Problem to solve -
Each line of the records that includes "MemorySubsystem" should be found and copied.

Raw data -

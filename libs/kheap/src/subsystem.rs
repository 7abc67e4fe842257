// Copyright 2025. Jonas Kruckenberg
//
// Licensed under the Apache License, Version 2.0, <LICENSE-APACHE or
// http://apache.org/licenses/LICENSE-2.0> or the MIT license <LICENSE-MIT or
// http://opensource.org/licenses/MIT>, at your option. This file may not be
// copied, modified, or distributed except according to those terms.

use core::fmt;

use crate::backend::{Backend, BackendKind, HeapBackend, HeapUsage};
use crate::dynamic::{DynamicHeap, Platform};
#[cfg(feature = "fixed-block-count")]
use crate::fixed_block_count::FixedBlockCountHeap;
#[cfg(feature = "fixed-range")]
use crate::fixed_range::FixedRangeHeap;
use crate::{Address, Error, RawRegion, Result};

/// Whether the video heap has its own backend or shares the system heap.
#[derive(Debug, Clone, Copy, PartialEq, Eq)]
pub enum Architecture {
    /// Video allocations are served by the system heap.
    Unified,
    /// Video memory is a distinct region with its own backend.
    Separated,
}

/// Where and how the system heap lives.
#[derive(Debug, Clone, Copy, PartialEq, Eq)]
pub struct RegionConfig {
    pub kind: BackendKind,
    pub base: Address,
    pub size: usize,
}

#[derive(Debug, Clone, Copy, PartialEq, Eq)]
pub struct VideoConfig {
    pub kind: BackendKind,
    pub base: Address,
    pub size: usize,
    /// Maximum number of live video allocations, only used by
    /// [`BackendKind::FixedBlockCount`].
    pub block_count: usize,
}

#[derive(Debug, Clone, Copy, PartialEq, Eq)]
pub struct MemoryConfig {
    pub heap: RegionConfig,
    pub video: VideoConfig,
    pub architecture: Architecture,
}

#[derive(Debug, Clone, Copy, PartialEq, Eq)]
pub enum State {
    Uninitialized,
    /// Configured through [`MemorySubsystem::init_default`].
    DynamicDefault,
    /// Configured through [`MemorySubsystem::init_explicit`].
    Configured,
}

/// The system heap and the video heap of a target, each bound to one backend.
///
/// A subsystem starts out [`State::Uninitialized`] with both heaps bound to the dummy backend and
/// has to be configured exactly once, either with [`init_default`](Self::init_default) or with
/// [`init_explicit`](Self::init_explicit). In the unified architecture the video heap is the
/// system heap.
pub struct MemorySubsystem<P> {
    platform: P,
    state: State,
    heap: Backend<P>,
    /// `None` when the video heap is unified with the system heap.
    video: Option<Backend<P>>,
}

impl<P> fmt::Debug for MemorySubsystem<P> {
    fn fmt(&self, f: &mut fmt::Formatter<'_>) -> fmt::Result {
        f.debug_struct("MemorySubsystem")
            .field("state", &self.state)
            .field("heap", &self.heap)
            .field("video", &self.video)
            .finish_non_exhaustive()
    }
}

impl<P> MemorySubsystem<P> {
    pub const fn new(platform: P) -> Self {
        Self {
            platform,
            state: State::Uninitialized,
            heap: Backend::Dummy,
            video: None,
        }
    }

    pub const fn state(&self) -> State {
        self.state
    }

    pub const fn video_is_unified(&self) -> bool {
        self.video.is_none()
    }

    pub const fn heap_backend(&self) -> &Backend<P> {
        &self.heap
    }

    pub const fn video_backend(&self) -> &Backend<P> {
        match &self.video {
            Some(video) => video,
            None => &self.heap,
        }
    }

    fn video_mut(&mut self) -> &mut Backend<P> {
        match &mut self.video {
            Some(video) => video,
            None => &mut self.heap,
        }
    }
}

impl<P: Platform + Clone> MemorySubsystem<P> {
    /// Binds the system heap to the platform allocator and unifies the video heap with it.
    ///
    /// # Errors
    ///
    /// - [`Error::AlreadyInitialized`] if the subsystem was configured before.
    /// - [`Error::BackendUnavailable`] if the dynamic backend is not compiled in.
    pub fn init_default(&mut self) -> Result<()> {
        if self.state != State::Uninitialized {
            return Err(Error::AlreadyInitialized);
        }
        if !BackendKind::Dynamic.is_compiled_in() {
            return Err(Error::BackendUnavailable(BackendKind::Dynamic));
        }

        self.heap = Backend::Dynamic(DynamicHeap::new(self.platform.clone()));
        self.video = None;
        self.state = State::DynamicDefault;

        log::debug!("memory subsystem bound to the platform allocator");
        Ok(())
    }

    /// Configures both heaps from `config`.
    ///
    /// In the separated architecture with a [`BackendKind::FixedBlockCount`] video heap, the video
    /// control block is allocated from the freshly configured system heap. Nothing is committed
    /// unless every step succeeds, so on error the subsystem is left as it was.
    ///
    /// # Errors
    ///
    /// - [`Error::AlreadyInitialized`] if the subsystem was configured before.
    /// - [`Error::ZeroSizedHeap`] if the system heap size is zero.
    /// - [`Error::UnsupportedSystemBackend`] if the system heap asks for
    ///   [`BackendKind::FixedBlockCount`], which has no control block to live in.
    /// - [`Error::BackendUnavailable`] if a requested backend is not compiled in.
    /// - [`Error::OutOfMemory`] if the video control block cannot be allocated.
    /// - Any error of [`prepare_manager`](Self::prepare_manager) for either heap.
    ///
    /// # Safety
    ///
    /// Every region `config` describes for a [`BackendKind::FixedRange`] heap must satisfy the
    /// requirements of [`RawRegion::new`] for as long as this subsystem is alive. Regions of a
    /// [`BackendKind::FixedBlockCount`] heap are never accessed and carry no requirements.
    pub unsafe fn init_explicit(&mut self, config: &MemoryConfig) -> Result<()> {
        if self.state != State::Uninitialized {
            return Err(Error::AlreadyInitialized);
        }

        let RegionConfig { kind, base, size } = config.heap;
        if size == 0 {
            return Err(Error::ZeroSizedHeap);
        }
        if kind == BackendKind::FixedBlockCount {
            return Err(Error::UnsupportedSystemBackend(kind));
        }
        if !kind.is_compiled_in() {
            return Err(Error::BackendUnavailable(kind));
        }
        if config.architecture == Architecture::Separated && !config.video.kind.is_compiled_in() {
            return Err(Error::BackendUnavailable(config.video.kind));
        }

        // Safety: ensured by caller
        let mut heap = unsafe { self.prepare_manager(kind, base, size, None, 0)? };

        let video = match config.architecture {
            Architecture::Unified => None,
            Architecture::Separated => {
                // Safety: ensured by caller
                Some(unsafe { self.prepare_video(&mut heap, &config.video)? })
            }
        };

        log::debug!(
            "memory subsystem configured: heap {kind:?} at {base} ({size} bytes), video {:?}",
            config.architecture
        );

        self.heap = heap;
        self.video = video;
        self.state = State::Configured;
        Ok(())
    }

    /// # Safety
    ///
    /// See [`init_explicit`](Self::init_explicit).
    unsafe fn prepare_video(
        &self,
        #[cfg_attr(
            not(feature = "fixed-block-count"),
            expect(unused_variables, reason = "only the bounded video heap uses the system heap")
        )]
        heap: &mut Backend<P>,
        video: &VideoConfig,
    ) -> Result<Backend<P>> {
        match video.kind {
            #[cfg(feature = "fixed-block-count")]
            // Safety: ensured by caller
            BackendKind::FixedBlockCount => unsafe { self.prepare_bounded_video(heap, video) },
            // Safety: ensured by caller
            _ => unsafe { self.prepare_manager(video.kind, video.base, video.size, None, 0) },
        }
    }

    /// Carves the control block of a [`BackendKind::FixedBlockCount`] video heap from `heap` and
    /// builds the video backend over it, releasing the control block again if that fails.
    ///
    /// # Safety
    ///
    /// See [`init_explicit`](Self::init_explicit).
    #[cfg(feature = "fixed-block-count")]
    unsafe fn prepare_bounded_video(
        &self,
        heap: &mut Backend<P>,
        video: &VideoConfig,
    ) -> Result<Backend<P>> {
        if video.block_count == 0 {
            return Err(Error::ZeroBlockCount);
        }

        let required = FixedBlockCountHeap::<RawRegion>::required_control_bytes(video.block_count);
        let Some(control_base) = heap.allocate(required) else {
            log::warn!("cannot allocate {required} byte video control block from the system heap");
            return Err(Error::OutOfMemory);
        };

        // Safety: `heap` just handed out these `required` bytes and they are never freed while the
        // video heap lives, because `heap` and the video heap are committed together
        let control = unsafe { RawRegion::new(control_base, required) };

        // Safety: ensured by caller
        let res = unsafe {
            self.prepare_manager(
                video.kind,
                video.base,
                video.size,
                Some(control),
                video.block_count,
            )
        };

        if res.is_err() {
            // Safety: `control_base` was allocated from `heap` above
            if let Err(err) = unsafe { heap.free(control_base) } {
                log::error!("failed to release video control block {control_base}: {err}");
            }
        }

        res
    }

    /// Builds the backend of `kind` over `base..base + size`.
    ///
    /// `control` is the control block and `block_count` the slot count of a
    /// [`BackendKind::FixedBlockCount`] backend, both are ignored by the other kinds. A kind that
    /// is not compiled in yields [`Backend::Dummy`].
    ///
    /// # Errors
    ///
    /// - [`Error::InvalidPointer`] if a [`BackendKind::FixedRange`] region starts at null.
    /// - [`Error::RegionTooSmall`] if [`BackendKind::FixedBlockCount`] gets no control block.
    /// - Any error of [`FixedRangeHeap::new`](crate::FixedRangeHeap::new) or
    ///   [`FixedBlockCountHeap::new`](crate::FixedBlockCountHeap::new).
    ///
    /// # Safety
    ///
    /// For [`BackendKind::FixedRange`] the region must satisfy the requirements of
    /// [`RawRegion::new`] for as long as the returned backend is alive.
    pub unsafe fn prepare_manager(
        &self,
        kind: BackendKind,
        base: Address,
        size: usize,
        control: Option<RawRegion>,
        block_count: usize,
    ) -> Result<Backend<P>> {
        match kind {
            #[cfg(feature = "dynamic")]
            BackendKind::Dynamic => Ok(Backend::Dynamic(DynamicHeap::new(self.platform.clone()))),
            #[cfg(feature = "fixed-range")]
            BackendKind::FixedRange => {
                if base.is_null() {
                    return Err(Error::InvalidPointer(base));
                }

                // Safety: ensured by caller
                let region = unsafe { RawRegion::new(base, size) };
                Ok(Backend::FixedRange(FixedRangeHeap::new(region)?))
            }
            #[cfg(feature = "fixed-block-count")]
            BackendKind::FixedBlockCount => {
                let Some(control) = control else {
                    return Err(Error::RegionTooSmall {
                        size: 0,
                        required: FixedBlockCountHeap::<RawRegion>::required_control_bytes(
                            block_count,
                        ),
                    });
                };

                Ok(Backend::FixedBlockCount(FixedBlockCountHeap::new(
                    control,
                    base,
                    size,
                    block_count,
                )?))
            }
            #[cfg(not(all(
                feature = "dynamic",
                feature = "fixed-range",
                feature = "fixed-block-count"
            )))]
            _ => {
                let _ = (base, size, control, block_count);
                log::warn!("{kind:?} backend is not compiled in, binding the dummy backend");
                Ok(Backend::Dummy)
            }
        }
    }

    /// Allocates `size` bytes from the system heap.
    ///
    /// Returns `None` if the subsystem is not initialized.
    pub fn allocate(&mut self, size: usize) -> Option<Address> {
        if self.state == State::Uninitialized {
            log::warn!("allocation of {size} bytes before the memory subsystem was initialized");
            return None;
        }

        self.heap.allocate(size)
    }

    pub fn allocate_zeroed(&mut self, size: usize) -> Option<Address> {
        if self.state == State::Uninitialized {
            log::warn!("allocation of {size} bytes before the memory subsystem was initialized");
            return None;
        }

        self.heap.allocate_zeroed(size)
    }

    /// Frees an allocation of the system heap and returns its size.
    ///
    /// # Errors
    ///
    /// [`Error::NotInitialized`] for non-null addresses before initialization, otherwise
    /// whatever the bound backend reports, see [`HeapBackend::free`].
    ///
    /// # Safety
    ///
    /// `addr` must be null or have been returned by [`allocate`](Self::allocate) and not freed
    /// since.
    pub unsafe fn free(&mut self, addr: Address) -> Result<usize> {
        if self.state == State::Uninitialized && !addr.is_null() {
            return Err(Error::NotInitialized);
        }

        // Safety: ensured by caller
        unsafe { self.heap.free(addr) }
    }

    /// # Safety
    ///
    /// Same requirements as [`free`](Self::free).
    pub unsafe fn size_of(&self, addr: Address) -> usize {
        // Safety: ensured by caller
        unsafe { self.heap.size_of(addr) }
    }

    /// Allocates `size` bytes from the video heap.
    pub fn allocate_video(&mut self, size: usize) -> Option<Address> {
        if self.state == State::Uninitialized {
            log::warn!(
                "video allocation of {size} bytes before the memory subsystem was initialized"
            );
            return None;
        }

        self.video_mut().allocate(size)
    }

    /// # Errors
    ///
    /// Same as [`free`](Self::free), for the video heap.
    ///
    /// # Safety
    ///
    /// `addr` must be null or have been returned by [`allocate_video`](Self::allocate_video) and
    /// not freed since.
    pub unsafe fn free_video(&mut self, addr: Address) -> Result<usize> {
        if self.state == State::Uninitialized && !addr.is_null() {
            return Err(Error::NotInitialized);
        }

        // Safety: ensured by caller
        unsafe { self.video_mut().free(addr) }
    }

    /// # Safety
    ///
    /// Same requirements as [`free_video`](Self::free_video).
    pub unsafe fn video_size_of(&self, addr: Address) -> usize {
        // Safety: ensured by caller
        unsafe { self.video_backend().size_of(addr) }
    }

    pub fn heap_usage(&self) -> HeapUsage {
        self.heap.usage()
    }

    pub fn video_usage(&self) -> HeapUsage {
        self.video_backend().usage()
    }
}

Your solution -
    /// Configured through [`MemorySubsystem::init_default`].
    /// Configured through [`MemorySubsystem::init_explicit`].
pub struct MemorySubsystem<P> {
impl<P> fmt::Debug for MemorySubsystem<P> {
        f.debug_struct("MemorySubsystem")
impl<P> MemorySubsystem<P> {
impl<P: Platform + Clone> MemorySubsystem<P> {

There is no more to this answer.